*Goal of the exercise*
Your answer must be an exact transcription of every entry.

══ Supplied information ══

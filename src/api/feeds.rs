use actix_web::{web, HttpResponse};
use serde::Deserialize;
use serde_json::json;
use uuid::Uuid;

use crate::api::shared::ResponseType;
use crate::error::AppError;
use crate::services::feed::{FeedRegistry, FeedSession, FeedSource, ViewToken};
use crate::services::playlist_state::PlaylistState;
use crate::services::youtube::parse_youtube_ref;
use crate::services::Notice;
use crate::store::Store;

pub fn configure(cfg: &mut web::ServiceConfig) {
    cfg.service(
        web::scope("/feeds")
            .route("", web::post().to(open_feed))
            .route("/{id}", web::get().to(get_feed))
            .route("/{id}", web::delete().to(close_feed))
            .route("/{id}/refresh", web::post().to(refresh_feed))
            .route("/{id}/viewable", web::post().to(viewable_items_changed))
            .route("/{id}/likes/{key}", web::post().to(toggle_like))
            .route("/{id}/queue", web::post().to(enqueue))
            .route("/{id}/queue/{youtube_id}", web::delete().to(dequeue)),
    );
}

/// Opens a feed over a stored playlist, or over a local list of videos
/// (the default selection when the body is empty or names neither).
#[derive(Debug, Default, Deserialize)]
#[serde(deny_unknown_fields)]
pub struct OpenFeed {
    pub playlist_id: Option<Uuid>,
    pub videos: Option<Vec<String>>,
}

#[derive(Debug, Deserialize)]
pub struct ViewableItemsChanged {
    pub viewable_items: Vec<ViewToken>,
}

#[derive(Debug, Deserialize)]
pub struct Enqueue {
    pub url: String,
}

fn snapshot_response(session: &FeedSession, notice: Option<Notice>) -> HttpResponse {
    HttpResponse::Ok().json(ResponseType::with_notice(session.snapshot(), notice))
}

pub async fn open_feed(
    store: web::Data<dyn Store>,
    feeds: web::Data<FeedRegistry>,
    body: web::Bytes,
) -> Result<HttpResponse, AppError> {
    let request: OpenFeed = if body.iter().all(u8::is_ascii_whitespace) {
        OpenFeed::default()
    } else {
        serde_json::from_slice(&body).map_err(|e| {
            log::warn!("Rejected feed request body: {}", e);
            AppError::validation("Error", "Invalid feed request")
        })?
    };
    let source = match (request.playlist_id, request.videos) {
        (Some(playlist_id), _) => FeedSource::Playlist(playlist_id),
        (None, Some(videos)) => {
            let mut ids = Vec::with_capacity(videos.len());
            for video in &videos {
                let id = parse_youtube_ref(video)
                    .ok_or_else(|| AppError::validation("Error", "Invalid YouTube URL"))?;
                ids.push(id);
            }
            FeedSource::Local(PlaylistState::new(ids))
        }
        (None, None) => FeedSource::Local(PlaylistState::default()),
    };

    let (session, notice) = FeedSession::open(store.get_ref(), source, feeds.policy()).await;
    let session = feeds.insert(session);
    log::info!("Opened feed {}", session.id());
    Ok(snapshot_response(&session, notice))
}

pub async fn get_feed(
    feeds: web::Data<FeedRegistry>,
    path: web::Path<Uuid>,
) -> Result<HttpResponse, AppError> {
    let session = feeds.get(path.into_inner())?;
    Ok(snapshot_response(&session, None))
}

pub async fn close_feed(
    feeds: web::Data<FeedRegistry>,
    path: web::Path<Uuid>,
) -> Result<HttpResponse, AppError> {
    let id = path.into_inner();
    feeds.remove(id)?;
    log::info!("Closed feed {}", id);
    Ok(HttpResponse::Ok().json(ResponseType::ok(json!({ "closed": id }))))
}

pub async fn refresh_feed(
    store: web::Data<dyn Store>,
    feeds: web::Data<FeedRegistry>,
    path: web::Path<Uuid>,
) -> Result<HttpResponse, AppError> {
    let session = feeds.get(path.into_inner())?;
    let notice = session.refresh(store.get_ref()).await;
    Ok(snapshot_response(&session, notice))
}

pub async fn viewable_items_changed(
    feeds: web::Data<FeedRegistry>,
    path: web::Path<Uuid>,
    body: web::Json<ViewableItemsChanged>,
) -> Result<HttpResponse, AppError> {
    let session = feeds.get(path.into_inner())?;
    session.on_viewable_items_changed(&body.viewable_items);
    Ok(snapshot_response(&session, None))
}

pub async fn toggle_like(
    store: web::Data<dyn Store>,
    feeds: web::Data<FeedRegistry>,
    path: web::Path<(Uuid, String)>,
) -> Result<HttpResponse, AppError> {
    let (id, key) = path.into_inner();
    let session = feeds.get(id)?;
    session.toggle_like(store.get_ref(), &key).await?;
    Ok(snapshot_response(&session, None))
}

pub async fn enqueue(
    feeds: web::Data<FeedRegistry>,
    path: web::Path<Uuid>,
    body: web::Json<Enqueue>,
) -> Result<HttpResponse, AppError> {
    let session = feeds.get(path.into_inner())?;
    session.enqueue(&body.url)?;
    Ok(snapshot_response(&session, None))
}

pub async fn dequeue(
    feeds: web::Data<FeedRegistry>,
    path: web::Path<(Uuid, String)>,
) -> Result<HttpResponse, AppError> {
    let (id, youtube_id) = path.into_inner();
    let session = feeds.get(id)?;
    session.dequeue(&youtube_id)?;
    Ok(snapshot_response(&session, None))
}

═══

*Reply*
filename src/api/feeds.rs
use actix_web::{web, HttpResponse};
use serde::Deserialize;
use serde_json::json;
use uuid::Uuid;

use crate::api::shared::ResponseType;
use crate::error::AppError;
use crate::services::feed::{FeedRegistry, FeedSession, FeedSource, ViewToken};
use crate::services::playlist_state::PlaylistState;
use crate::services::youtube::parse_youtube_ref;
use crate::services::Notice;
use crate::store::Store;

pub fn configure(cfg: &mut web::ServiceConfig) {
    cfg.service(
        web::scope("/feeds")
            .route("", web::post().to(open_feed))
            .route("/{id}", web::get().to(get_feed))
            .route("/{id}", web::delete().to(close_feed))
            .route("/{id}/refresh", web::post().to(refresh_feed))
            .route("/{id}/viewable", web::post().to(viewable_items_changed))
            .route("/{id}/likes/{key}", web::post().to(toggle_like))
            .route("/{id}/queue", web::post().to(enqueue))
            .route("/{id}/queue/{youtube_id}", web::delete().to(dequeue)),
    );
}

/// Opens a feed over a stored playlist, or over a local list of videos
/// (the default selection when the body is empty or names neither).
#[derive(Debug, Default, Deserialize)]
#[serde(deny_unknown_fields)]
pub struct OpenFeed {
    pub playlist_id: Option<Uuid>,
    pub videos: Option<Vec<String>>,
}

#[derive(Debug, Deserialize)]
pub struct ViewableItemsChanged {
    pub viewable_items: Vec<ViewToken>,
}

#[derive(Debug, Deserialize)]
pub struct Enqueue {
    pub url: String,
}

fn snapshot_response(session: &FeedSession, notice: Option<Notice>) -> HttpResponse {
    HttpResponse::Ok().json(ResponseType::with_notice(session.snapshot(), notice))
}

pub async fn open_feed(
    store: web::Data<dyn Store>,
    feeds: web::Data<FeedRegistry>,
    body: web::Bytes,
) -> Result<HttpResponse, AppError> {
    let request: OpenFeed = if body.iter().all(u8::is_ascii_whitespace) {
        OpenFeed::default()
    } else {
        serde_json::from_slice(&body).map_err(|e| {
            log::warn!("Rejected feed request body: {}", e);
            AppError::validation("Error", "Invalid feed request")
        })?
    };
    let source = match (request.playlist_id, request.videos) {
        (Some(playlist_id), _) => FeedSource::Playlist(playlist_id),
        (None, Some(videos)) => {
            let mut ids = Vec::with_capacity(videos.len());
            for video in &videos {
                let id = parse_youtube_ref(video)
                    .ok_or_else(|| AppError::validation("Error", "Invalid YouTube URL"))?;
                ids.push(id);
            }
            FeedSource::Local(PlaylistState::new(ids))
        }
        (None, None) => FeedSource::Local(PlaylistState::default()),
    };

    let (session, notice) = FeedSession::open(store.get_ref(), source, feeds.policy()).await;
    let session = feeds.insert(session);
    log::info!("Opened feed {}", session.id());
    Ok(snapshot_response(&session, notice))
}

pub async fn get_feed(
    feeds: web::Data<FeedRegistry>,
    path: web::Path<Uuid>,
) -> Result<HttpResponse, AppError> {
    let session = feeds.get(path.into_inner())?;
    Ok(snapshot_response(&session, None))
}

pub async fn close_feed(
    feeds: web::Data<FeedRegistry>,
    path: web::Path<Uuid>,
) -> Result<HttpResponse, AppError> {
    let id = path.into_inner();
    feeds.remove(id)?;
    log::info!("Closed feed {}", id);
    Ok(HttpResponse::Ok().json(ResponseType::ok(json!({ "closed": id }))))
}

pub async fn refresh_feed(
    store: web::Data<dyn Store>,
    feeds: web::Data<FeedRegistry>,
    path: web::Path<Uuid>,
) -> Result<HttpResponse, AppError> {
    let session = feeds.get(path.into_inner())?;
    let notice = session.refresh(store.get_ref()).await;
    Ok(snapshot_response(&session, notice))
}

pub async fn viewable_items_changed(
    feeds: web::Data<FeedRegistry>,
    path: web::Path<Uuid>,
    body: web::Json<ViewableItemsChanged>,
) -> Result<HttpResponse, AppError> {
    let session = feeds.get(path.into_inner())?;
    session.on_viewable_items_changed(&body.viewable_items);
    Ok(snapshot_response(&session, None))
}

pub async fn toggle_like(
    store: web::Data<dyn Store>,
    feeds: web::Data<FeedRegistry>,
    path: web::Path<(Uuid, String)>,
) -> Result<HttpResponse, AppError> {
    let (id, key) = path.into_inner();
    let session = feeds.get(id)?;
    session.toggle_like(store.get_ref(), &key).await?;
    Ok(snapshot_response(&session, None))
}

pub async fn enqueue(
    feeds: web::Data<FeedRegistry>,
    path: web::Path<Uuid>,
    body: web::Json<Enqueue>,
) -> Result<HttpResponse, AppError> {
    let session = feeds.get(path.into_inner())?;
    session.enqueue(&body.url)?;
    Ok(snapshot_response(&session, None))
}

pub async fn dequeue(
    feeds: web::Data<FeedRegistry>,
    path: web::Path<(Uuid, String)>,
) -> Result<HttpResponse, AppError> {
    let (id, youtube_id) = path.into_inner();
    let session = feeds.get(id)?;
    session.dequeue(&youtube_id)?;
    Ok(snapshot_response(&session, None))
}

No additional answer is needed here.